It’s been a mad rush for Brooklyn owner Chaskiel Strulovich.
The beleaguered landlord placed his portfolio of 31 rental units in Chapter 11 two years ago in Westchester County to thwart foreclosure by hardline lender Maverick Real Estate Partners. Strulovich and his partners have also been accused by investors of defrauding them “like Bernie Madoff”. Strulovich’s legal team denied the allegations.
Now Strulovich has secured exit funding to pull the majority of his portfolio out of bankruptcy.
Strulovitch recently completed a $ 13.9 million one-year refinancing with New York-based Maguire Capital for eight properties in the portfolio, according to a person familiar with the matter. It comes months after Strulovich secured a $ 16.5 million loan from Maguire for 10 buildings in Williamsburg and Carroll Gardens.
The remaining 13 buildings will go up for auction this week, according to New York Southern District Bankruptcy Court records.
Although the loan from Maguire, led by Marvin Azrak, brought eight properties out of bankruptcy, the bailout financing did not come cheap.
The loan, which covers 36 residential units and one commercial unit, has an interest rate of LIBOR plus 10.42% with a floor of 10.50% per annum. On top of that, there is a 2% creation fee and 1% exit fee, according to a court file in October. Time is running out now for Strulovich to find a lender to replace this loan when it expires.

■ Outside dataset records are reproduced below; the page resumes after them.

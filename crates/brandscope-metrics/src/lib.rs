//! Comparative social analytics for brandscope.
//!
//! Every function in this crate is pure and synchronous: it takes normalized
//! posts and profile counts and returns derived metrics. Missing or sparse
//! input degrades the output (zeros, empty lists, low confidence) rather than
//! producing an error. Network access, caching and persistence live in the
//! `brandscope-sources`, `brandscope-db` and `brandscope-pipeline` crates.

pub mod comparison;
pub mod equity;
pub mod extract;
pub mod keywords;
pub mod normalize;
pub mod quality;
pub mod sentiment;
pub mod share_of_voice;
pub mod text;
pub mod types;
pub mod universe;
pub mod voice;

pub use comparison::{build_comparison_tables, ComparisonTables};
pub use equity::{compose_brand_equity, score_equity, BrandEquityRow, EquityBreakdown};
pub use extract::{extract_platform_metrics, EngagementAssumptions, PlatformMetrics};
pub use keywords::{
    analyze_keywords, BrandKeywordAnalysis, KeywordCluster, KeywordClusteringOptions, Theme,
};
pub use normalize::{normalize_posts, normalize_profile};
pub use quality::validate_sources;
pub use sentiment::{classify_sentiment, Sentiment};
pub use share_of_voice::{analyze_share_of_voice, ShareOfVoiceAnalysis};
pub use types::{
    BrandAnalysis, ConfidenceTier, DataQualityReport, DataSource, DateRange, MergedData,
    PlatformSnapshot, SourceOrigin,
};
pub use universe::{UniverseCatalog, UniverseCatalogError};
pub use voice::{analyze_voice, VoiceMetrics};

/// Round `value` to `decimals` places, mapping non-finite input to `0.0`.
pub(crate) fn round_to(value: f64, decimals: i32) -> f64 {
    if !value.is_finite() {
        return 0.0;
    }
    let factor = 10f64.powi(decimals);
    (value * factor).round() / factor
}

/// `numerator / denominator`, or `0.0` when the denominator is zero.
pub(crate) fn ratio(numerator: f64, denominator: f64) -> f64 {
    if denominator == 0.0 {
        0.0
    } else {
        numerator / denominator
    }
}

/// Lossy `usize`/`u64` to `f64` for averaging counts.
#[allow(clippy::cast_precision_loss)]
pub(crate) fn as_f64(value: u64) -> f64 {
    value as f64
}
//! Bilingual (Indonesian + English) keyword sentiment for mention text.

use serde::{Deserialize, Serialize};

/// Words that mark a mention as positive. Lowercase single words.
pub(crate) const POSITIVE_WORDS: &[&str] = &[
    // English
    "good", "great", "love", "loved", "best", "amazing", "awesome", "excellent", "nice",
    "recommend", "recommended", "delicious", "happy", "favorite", "perfect", "worth",
    "fast", "friendly", "quality", "enjoy",
    // Indonesian
    "bagus", "enak", "mantap", "mantul", "suka", "keren", "terbaik", "puas", "rekomen",
    "recomended", "murah", "cepat", "ramah", "lezat", "senang", "favorit", "top", "juara",
];

/// Words that mark a mention as negative.
pub(crate) const NEGATIVE_WORDS: &[&str] = &[
    // English
    "bad", "worst", "terrible", "awful", "hate", "disappointed", "disappointing", "slow",
    "expensive", "rude", "broken", "poor", "refund", "scam", "problem", "complaint",
    "late", "dirty",
    // Indonesian
    "buruk", "jelek", "kecewa", "mengecewakan", "mahal", "lambat", "lama", "parah", "kapok",
    "zonk", "basi", "rusak", "komplain", "kotor", "telat", "nyesel", "penipuan", "males",
];

#[derive(Debug, Clone, Copy, PartialEq, Eq, Hash, Serialize, Deserialize)]
#[serde(rename_all = "lowercase")]
pub enum Sentiment {
    Positive,
    Neutral,
    Negative,
}

/// Count positive and negative lexicon hits in `text`.
///
/// Words are split on whitespace, trimmed of non-alphabetic characters and
/// lowercased before lookup.
#[must_use]
pub fn lexicon_hits(text: &str) -> (usize, usize) {
    let mut positive = 0;
    let mut negative = 0;
    for word in text.split_whitespace() {
        let w = word
            .trim_matches(|c: char| !c.is_alphabetic())
            .to_lowercase();
        if w.is_empty() {
            continue;
        }
        if POSITIVE_WORDS.contains(&w.as_str()) {
            positive += 1;
        } else if NEGATIVE_WORDS.contains(&w.as_str()) {
            negative += 1;
        }
    }
    (positive, negative)
}

/// Classify `text` by comparing lexicon hits. Ties, including no hits, are neutral.
#[must_use]
pub fn classify_sentiment(text: &str) -> Sentiment {
    let (positive, negative) = lexicon_hits(text);
    match positive.cmp(&negative) {
        std::cmp::Ordering::Greater => Sentiment::Positive,
        std::cmp::Ordering::Less => Sentiment::Negative,
        std::cmp::Ordering::Equal => Sentiment::Neutral,
    }
}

The properties are mostly small apartment buildings across Brooklyn. They include 55 Stanhope Street in Bushwick; 106 Kingston Avenue, 119 Rogers Avenue and 127 Rogers Avenue in Crown Heights; 167 Hart Street in Bedford-Stuyvesant; and 107 South 3rd Street, 109 South 3rd Street and 129 South 2nd Street in Williamsburg.
Strulovich’s legal troubles date back to 2017.
That year, Maverick Real Estate Partners purchased $ 40 million in loans related to Strulovitch’s 31-building portfolio from Signature Bank. Maverick initiated the foreclosure within six months, alleging that the owner was in default in part because Strulovich had not disclosed true ownership of the properties. Strulovich had hidden Joshua Wagschal’s property to protect Wagschal from creditors, Maverick argued.
Around the same time, a group of Israeli investors alleged that Strulovich and his partners had defrauded them of $ 20 million as part of a Madoff-style scheme. They said they invested in 20 properties owned in co-ownership by Strulovich and his business partners, who then illegally borrowed against those assets several times their value to purchase additional properties.
This case is currently pending arbitration.
In 2019, companies linked to the Strulovich properties filed for bankruptcy. Instead of filing a lawsuit in Brooklyn where the buildings are located, Strulovitch took his case to Westchester County Federal Judge Robert Drain, who some see as debtor-friendly and who recently approved Purdue’s Chapter 11 bankruptcy. Pharma. Strulovitch also brought in David Goldwasser, a bankruptcy specialist based in Boca Raton, as the head of the restructuring.
In early 2021, Drain ruled that Maverick inappropriately accelerated loan repayments on Brooklyn’s apartment portfolio. This ended the foreclosure action and allowed Strulovich to restructure some of his debt. Maverick is appealing the decision.
The remaining properties are auctioned Jan. 6 by Greg Corbin, President of Bankruptcy and Restructuring at Rosewood Realty Group. The minimum opening bid for all properties is $ 17.4 million, according to a court record.
Lawyers for Maverick and Maguire Capital’s Azrak could not be reached for comment. Strulovtich’s lawyer did not return a request for comment.